I think that their imaginations are transformed. When you’re reading a novel, you’re following a plot and character development. The best writers leave a lot to your imagination. The task of a writer is to get participation from the reader, and you can’t do that by telling them everything. The Bible is that kind of literature. There’s very little explanation—almost no explanation, no definitions. And the writers of Scripture were also, as they were telling these stories, aware of all the other voices that were in the air—Moses, Isaiah, Daniel, Jesus, Paul.
Our school curriculum teaches you how to study. You learn facts. But they don’t do much to help you read in an imaginative way to help you enter the story. That’s what novelists do. So I think a basic immersion in fiction is almost a prerequisite to reading the Bible, to preaching sermons, to teaching classes. Poetry does the same thing, but it takes a different route to do it.
And the Bible is full of poetry too. I encourage my students to find a half a dozen poets to just live with. Learn how poets use words not to tell you something, but to bring you into something.
Billy Collins has a wonderful poem about a writers' workshop. You strap the poem into a body cast, or whatever you do, and then get out a whip and start beating the truth out of it. You know, people do that with the Bible. And I hate it. I hope The Message can do something to repair that.
Some recent studies have shown that 21st-century people may be losing the ability to read like that—slowly and for transformation rather than scanning for information. What is the counter to that approach?
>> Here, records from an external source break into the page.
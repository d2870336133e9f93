//! Priority-ordered provider chain with uniform enrichment.

use std::sync::Arc;

use chrono::Utc;
use serde_json::json;
use tracing::{debug, info, warn};

use paperdock_core::models::Category;

use crate::local::{detect_language, key_themes, readability_score, summarize, LocalAnalyzer};
use crate::provider::{DraftMetadata, MetadataProvider};

/// Final metadata for a document: the winning draft plus the derived fields
/// every document gets regardless of which provider produced the draft.
#[derive(Debug, Clone)]
pub struct GeneratedMetadata {
    pub title: String,
    pub description: String,
    pub tags: Vec<String>,
    pub category: Category,
    pub generated_by: String,
    pub word_count: usize,
    pub readability: u8,
    pub metadata: serde_json::Value,
}

/// Tries each hosted provider in order and falls back to [`LocalAnalyzer`].
/// Provider failures are logged and absorbed; generation as a whole never
/// fails.
pub struct ProviderChain {
    providers: Vec<Arc<dyn MetadataProvider>>,
    local: LocalAnalyzer,
}

impl ProviderChain {
    pub fn new(providers: Vec<Arc<dyn MetadataProvider>>) -> Self {
        Self {
            providers,
            local: LocalAnalyzer::new(),
        }
    }

    pub async fn generate(
        &self,
        text: &str,
        filename: &str,
        page_count: i32,
        extraction_method: &str,
    ) -> GeneratedMetadata {
        for provider in &self.providers {
            if !provider.is_configured() {
                debug!(provider = provider.name(), "skipping unconfigured metadata provider");
                continue;
            }
            match provider.generate(text, filename).await {
                Ok(draft) => {
                    info!(provider = provider.name(), "metadata draft generated");
                    return enrich(draft, provider.name(), text, page_count, extraction_method);
                }
                Err(e) => {
                    warn!(
                        provider = provider.name(),
                        error = %e,
                        "metadata provider failed, trying next"
                    );
                }
            }
        }

        debug!("all hosted providers exhausted, using local analyzer");
        let draft = self.local.analyze(text, filename);
        enrich(draft, self.local.name(), text, page_count, extraction_method)
    }
}

fn enrich(
    draft: DraftMetadata,
    generated_by: &str,
    text: &str,
    page_count: i32,
    extraction_method: &str,
) -> GeneratedMetadata {
    let word_count = text.split_whitespace().count();
    let readability = readability_score(text);

    let metadata = json!({
        "wordCount": word_count,
        "charCount": text.chars().count(),
        "pageCount": page_count,
        "language": detect_language(text),
        "readabilityScore": readability,
        "keyThemes": key_themes(text),
        "summary": summarize(text),
        "extractionMethod": extraction_method,
        "generatedBy": generated_by,
        "processedAt": Utc::now().to_rfc3339(),
    });

    GeneratedMetadata {
        title: draft.title,
        description: draft.description,
        tags: draft.tags,
        category: draft.category,
        generated_by: generated_by.to_string(),
        word_count,
        readability,
        metadata,
    }
}

#[cfg(test)]
mod tests {
    use super::*;
    use crate::provider::ProviderError;
    use async_trait::async_trait;

    struct FakeProvider {
        name: &'static str,
        configured: bool,
        outcome: Result<DraftMetadata, &'static str>,
    }

    #[async_trait]
    impl MetadataProvider for FakeProvider {
        fn name(&self) -> &'static str {
            self.name
        }

        fn is_configured(&self) -> bool {
            self.configured
        }

        async fn generate(
            &self,
            _text: &str,
            _filename: &str,
        ) -> Result<DraftMetadata, ProviderError> {
            match &self.outcome {
                Ok(draft) => Ok(draft.clone()),
                Err(reason) => Err(ProviderError::Request {
                    provider: self.name,
                    reason: reason.to_string(),
                }),
            }
        }
    }

    fn draft(title: &str) -> DraftMetadata {
        DraftMetadata {
            title: title.to_string(),
            description: "A description.".to_string(),
            tags: vec!["tag".to_string()],
            category: Category::Business,
        }
    }

    #[tokio::test]
    async fn first_healthy_provider_wins() {
        let chain = ProviderChain::new(vec![
            Arc::new(FakeProvider {
                name: "primary",
                configured: true,
                outcome: Ok(draft("From Primary")),
            }),
            Arc::new(FakeProvider {
                name: "secondary",
                configured: true,
                outcome: Ok(draft("From Secondary")),
            }),
        ]);

        let meta = chain
            .generate("some document text", "doc.pdf", 1, "pdf-text-layer")
            .await;
        assert_eq!(meta.title, "From Primary");
        assert_eq!(meta.generated_by, "primary");
    }

    #[tokio::test]
    async fn failures_and_unconfigured_fall_through() {
        let chain = ProviderChain::new(vec![
            Arc::new(FakeProvider {
                name: "unconfigured",
                configured: false,
                outcome: Ok(draft("nope")),
            }),
            Arc::new(FakeProvider {
                name: "broken",
                configured: true,
                outcome: Err("503 from upstream"),
            }),
            Arc::new(FakeProvider {
                name: "healthy",
                configured: true,
                outcome: Ok(draft("Finally")),
            }),
        ]);

        let meta = chain
            .generate("some document text", "doc.pdf", 1, "pdf-text-layer")
            .await;
        assert_eq!(meta.title, "Finally");
        assert_eq!(meta.generated_by, "healthy");
    }

    #[tokio::test]
    async fn exhausted_chain_uses_local_analyzer() {
        let chain = ProviderChain::new(vec![Arc::new(FakeProvider {
            name: "broken",
            configured: true,
            outcome: Err("timeout"),
        })]);

        let meta = chain
            .generate("Board Meeting Minutes\n\nThe meeting covered the company strategy and client proposals in detail.", "minutes.docx", 2, "docx-xml")
            .await;
        assert_eq!(meta.generated_by, "smart-local-processor");
        assert!(!meta.title.is_empty());
    }

    #[tokio::test]
    async fn enrichment_is_uniform() {
        let chain = ProviderChain::new(vec![]);
        let meta = chain
            .generate("One sentence of text here. Another sentence follows it.", "f.pdf", 3, "pdf-text-layer")
            .await;

        let bag = meta.metadata.as_object().unwrap();
        for key in [
            "wordCount",
            "charCount",
            "pageCount",
            "language",
            "readabilityScore",
            "keyThemes",
            "summary",
            "extractionMethod",
            "generatedBy",
            "processedAt",
        ] {
            assert!(bag.contains_key(key), "missing {key}");
        }
        assert_eq!(bag["pageCount"], 3);
        assert_eq!(bag["language"], "en");
        assert_eq!(bag["extractionMethod"], "pdf-text-layer");
        assert_eq!(meta.word_count, 9);
    }
}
Well, I don’t know. I really don’t know. There’s a couple who came by this morning who had tea with my wife and me. He’s a professor. They were talking about this whole digital reformation. It hasn’t affected people of a certain age who still just settle down with a good book. It might be too early to tell. I’m a little bit alarmed when people talk about the vast changes in people’s ability to concentrate and have attention.
The other thing, though, is that this is now a very oral world. I wonder if something will happen that’s going to surprise us. The orality of language, instead of being determined by the print on the page, could become more relational. I don’t know. I just don’t.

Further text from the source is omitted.